Spontaneous mutations are evolutionary engines as they generate variants for the evolutionary downstream processes that give rise to speciation and adaptation. Single nucleotide mutations (SNM) are the most abundant type of mutations among them. Here, we perform a meta-analysis to quantify the influence of selected global genomic parameters (genome size, genomic GC content, genomic repeat fraction, number of coding genes, gene count, and strand bias in prokaryotes) and local genomic features (local GC content, repeat content, CpG content and the number of SNM at CpG islands) on spontaneous SNM rates across the tree of life (prokaryotes, unicellular eukaryotes, multicellular eukaryotes) using wild-type sequence data in two different taxon classification systems. We find that the spontaneous SNM rates in our data are correlated with many genomic features in prokaryotes and unicellular eukaryotes irrespective of their sample sizes. On the other hand, only the number of coding genes was correlated with the spontaneous SNM rates in multicellular eukaryotes primarily contributed by vertebrates data. Considering local features, we notice that local GC content and CpG content significantly were correlated with the spontaneous SNM rates in the unicellular eukaryotes, while local repeat fraction is an important feature in prokaryotes and certain specific uni- and multi-cellular eukaryotes. Such predictive features of the spontaneous SNM rates often support non-linear models as the best fit compared to the linear model. We also observe that the strand asymmetry in prokaryotes plays an important role in determining the spontaneous SNM rates but the SNM spectrum does not.

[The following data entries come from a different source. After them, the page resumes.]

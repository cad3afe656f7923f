//! Generation pipeline
//!
//! Prompt → lyrics → music → animation, then persists the result.

use crate::config::Config;
use crate::error::{StudioError, StudioResult};
use crate::generators::{AnimationGenerator, MusicGenerator, PoemGenerator, VideoRenderer};
use crate::models::{
    file_url, GenerateRequest, GenerateResponse, Mode, MusicSection, NewContent, PoemSection,
    VideoSection,
};
use crate::store::ContentStore;
use std::path::Path;
use std::sync::Arc;
use uuid::Uuid;

/// Validated generation input
#[derive(Debug, Clone, PartialEq)]
pub struct GenerationInput {
    pub prompt: String,
    pub mode: Mode,
}

impl GenerationInput {
    pub fn from_request(request: &GenerateRequest) -> StudioResult<Self> {
        let prompt = request.prompt.as_deref().unwrap_or_default().trim();
        if prompt.is_empty() {
            return Err(StudioError::Validation("prompt is required".to_string()));
        }

        let mode = match request.mode.as_deref() {
            None => Mode::default(),
            Some(raw) => Mode::from_str(raw).ok_or_else(|| {
                StudioError::Validation(format!("mode must be one of poem, song, both (got {:?})", raw))
            })?,
        };

        Ok(Self {
            prompt: prompt.to_string(),
            mode,
        })
    }
}

/// Orchestrates the generators and the content store
pub struct Studio {
    store: ContentStore,
    poem: PoemGenerator,
    music: MusicGenerator,
    animation: AnimationGenerator,
}

impl Studio {
    pub fn new(config: &Config, store: ContentStore, renderer: Arc<dyn VideoRenderer>) -> Self {
        Self {
            store,
            poem: PoemGenerator::new(),
            music: MusicGenerator::new(config.output_dir.clone(), config.sample_rate, config.clip_seconds),
            animation: AnimationGenerator::new(config.output_dir.clone(), renderer),
        }
    }

    /// Generate lyrics, music and video for one prompt
    pub async fn generate(&self, request: GenerateRequest) -> StudioResult<GenerateResponse> {
        let input = GenerationInput::from_request(&request)?;
        let task_id = Uuid::new_v4().simple().to_string();

        tracing::info!("🎨 Generating {} for prompt {:?} (id {})", input.mode.as_str(), input.prompt, task_id);

        // 1) Lyrics
        let poem_text = self.poem.generate(&input.prompt, input.mode);

        // 2) Music, seeded by the lyrics
        let music = self
            .music
            .generate(&input.prompt, Some(poem_text.as_str()), &task_id)
            .await?;

        // 3) Animation with the music attached, 4) persist
        let saved = async {
            let video = self
                .animation
                .generate(
                    &input.prompt,
                    Some(poem_text.as_str()),
                    Some(music.path.as_path()),
                    Some(task_id.as_str()),
                )
                .await?;

            self.store
                .save_content(&NewContent {
                    content_id: task_id.clone(),
                    prompt: input.prompt.clone(),
                    style: input.mode.as_str().to_string(),
                    poem_text: poem_text.clone(),
                    music: music.clone(),
                    video: video.clone(),
                    user_id: request.user_id.clone(),
                    session_id: request.session_id.clone(),
                })
                .await?;

            Ok::<_, StudioError>(video)
        }
        .await;

        let video = match saved {
            Ok(video) => video,
            Err(e) => {
                let video_path = self.animation.output_path(Some(task_id.as_str()));
                discard(&[music.path.as_path(), video_path.as_path()]).await;
                return Err(e);
            }
        };

        tracing::info!("✅ Generation {} complete ({} bpm, {:.2}s video)", task_id, music.bpm, video.duration);

        Ok(GenerateResponse {
            id: task_id,
            prompt: input.prompt,
            poem: PoemSection { text: poem_text },
            music: MusicSection {
                file: file_url(&music.file),
                duration: music.duration,
                bpm: music.bpm,
            },
            video: VideoSection {
                file: file_url(&video.file),
                duration: video.duration,
            },
        })
    }
}

/// Remove files left behind by a failed generation
async fn discard(paths: &[&Path]) {
    for path in paths {
        match tokio::fs::remove_file(path).await {
            Ok(()) => tracing::warn!("🧹 Removed orphaned {}", path.display()),
            Err(e) if e.kind() == std::io::ErrorKind::NotFound => {}
            Err(e) => tracing::warn!("⚠️ Failed to remove {}: {}", path.display(), e),
        }
    }
}

#[cfg(test)]
mod tests {
    use super::*;
    use crate::generators::RenderPlan;
    use async_trait::async_trait;
    use std::path::PathBuf;

    /// Writes a partial clip, then fails like a crashed ffmpeg
    struct FailingRenderer;

    #[async_trait]
    impl VideoRenderer for FailingRenderer {
        async fn render(&self, plan: &RenderPlan) -> StudioResult<()> {
            tokio::fs::write(&plan.output, b"partial").await?;
            Err(StudioError::Generation("ffmpeg exited with 1".to_string()))
        }
    }

    struct PlaceholderRenderer;

    #[async_trait]
    impl VideoRenderer for PlaceholderRenderer {
        async fn render(&self, plan: &RenderPlan) -> StudioResult<()> {
            tokio::fs::write(&plan.output, b"mp4").await?;
            Ok(())
        }
    }

    fn config(output_dir: &Path) -> Config {
        Config {
            port: 0,
            host: "127.0.0.1".to_string(),
            database_url: "sqlite::memory:".to_string(),
            output_dir: PathBuf::from(output_dir),
            ffmpeg_path: "ffmpeg".to_string(),
            font_file: None,
            sample_rate: 8000,
            clip_seconds: 1.0,
            asr_service_url: None,
            max_upload_bytes: 1024 * 1024,
        }
    }

    fn files_in(dir: &Path) -> Vec<String> {
        std::fs::read_dir(dir)
            .unwrap()
            .filter_map(|e| e.ok())
            .map(|e| e.file_name().to_string_lossy().into_owned())
            .collect()
    }

    fn request(prompt: Option<&str>, mode: Option<&str>) -> GenerateRequest {
        GenerateRequest {
            prompt: prompt.map(String::from),
            mode: mode.map(String::from),
            ..Default::default()
        }
    }

    #[test]
    fn test_input_requires_prompt() {
        for prompt in [None, Some(""), Some("   \n")] {
            let err = GenerationInput::from_request(&request(prompt, None)).unwrap_err();
            assert_eq!(err.to_string(), "prompt is required");
        }
    }

    #[test]
    fn test_input_trims_and_defaults_mode() {
        let input = GenerationInput::from_request(&request(Some("  drums "), None)).unwrap();
        assert_eq!(input.prompt, "drums");
        assert_eq!(input.mode, Mode::Both);
    }

    #[test]
    fn test_input_parses_mode() {
        let input = GenerationInput::from_request(&request(Some("drums"), Some("Song"))).unwrap();
        assert_eq!(input.mode, Mode::Song);

        let err = GenerationInput::from_request(&request(Some("drums"), Some("opera"))).unwrap_err();
        assert!(matches!(err, StudioError::Validation(_)));
    }

    #[tokio::test]
    async fn test_generate_persists_result() {
        let dir = tempfile::tempdir().unwrap();
        let config = config(dir.path());
        let store = ContentStore::connect(&config.sqlite_url()).await.unwrap();
        store.init_schema().await.unwrap();
        let studio = Studio::new(&config, store.clone(), Arc::new(PlaceholderRenderer));

        let response = studio.generate(request(Some("drums"), Some("poem"))).await.unwrap();
        let record = store.get_content(&response.id).await.unwrap().unwrap();
        assert_eq!(record.prompt, "drums");

        let mut files = files_in(dir.path());
        files.sort();
        assert_eq!(
            files,
            vec![
                format!("music_{}.wav", response.id),
                format!("video_{}.mp4", response.id),
            ]
        );
    }

    #[tokio::test]
    async fn test_failed_render_removes_music() {
        let dir = tempfile::tempdir().unwrap();
        let config = config(dir.path());
        let store = ContentStore::connect(&config.sqlite_url()).await.unwrap();
        store.init_schema().await.unwrap();
        let studio = Studio::new(&config, store.clone(), Arc::new(FailingRenderer));

        let err = studio.generate(request(Some("drums"), None)).await.unwrap_err();
        assert!(matches!(err, StudioError::Generation(_)));
        assert!(files_in(dir.path()).is_empty());
        assert_eq!(store.count_content().await.unwrap(), 0);
    }

    #[tokio::test]
    async fn test_failed_save_removes_media() {
        let dir = tempfile::tempdir().unwrap();
        let config = config(dir.path());
        // No schema, so the insert fails
        let store = ContentStore::connect(&config.sqlite_url()).await.unwrap();
        let studio = Studio::new(&config, store, Arc::new(PlaceholderRenderer));

        let err = studio.generate(request(Some("drums"), None)).await.unwrap_err();
        assert!(matches!(err, StudioError::Database(_)));
        assert!(files_in(dir.path()).is_empty());
    }
}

自发突变是进化的引擎,因为它们为导致物种形成和适应的进化下游过程产生变异。单核苷酸突变(SNM)是其中最丰富的突变类型。在这里,我们进行了一项荟萃分析,以量化选定的全局基因组参数(基因组大小、基因组GC含量、基因组重复分数、编码基因数量、基因计数以及原核生物中的链偏性)和局部基因组特征(局部GC含量、重复含量、CpG含量以及CpG岛处的SNM数量)对生命之树(原核生物、单细胞真核生物、多细胞真核生物)中自发SNM率的影响,使用了两种不同分类系统中的野生型序列数据。我们发现,无论样本大小如何,我们数据中的自发SNM率与原核生物和单细胞真核生物中的许多基因组特征相关。另一方面,在主要由脊椎动物数据贡献的多细胞真核生物中,只有编码基因的数量与自发SNM率相关。考虑局部特征时,我们注意到局部GC含量和CpG含量与单细胞真核生物中的自发SNM率显著相关,而局部重复分数是原核生物以及某些特定的单细胞和多细胞真核生物中的一个重要特征。与线性模型相比,自发SNM率的这些预测特征通常支持非线性模型为最佳拟合。我们还观察到,原核生物中的链不对称在确定自发SNM率方面起着重要作用,但SNM谱并非如此。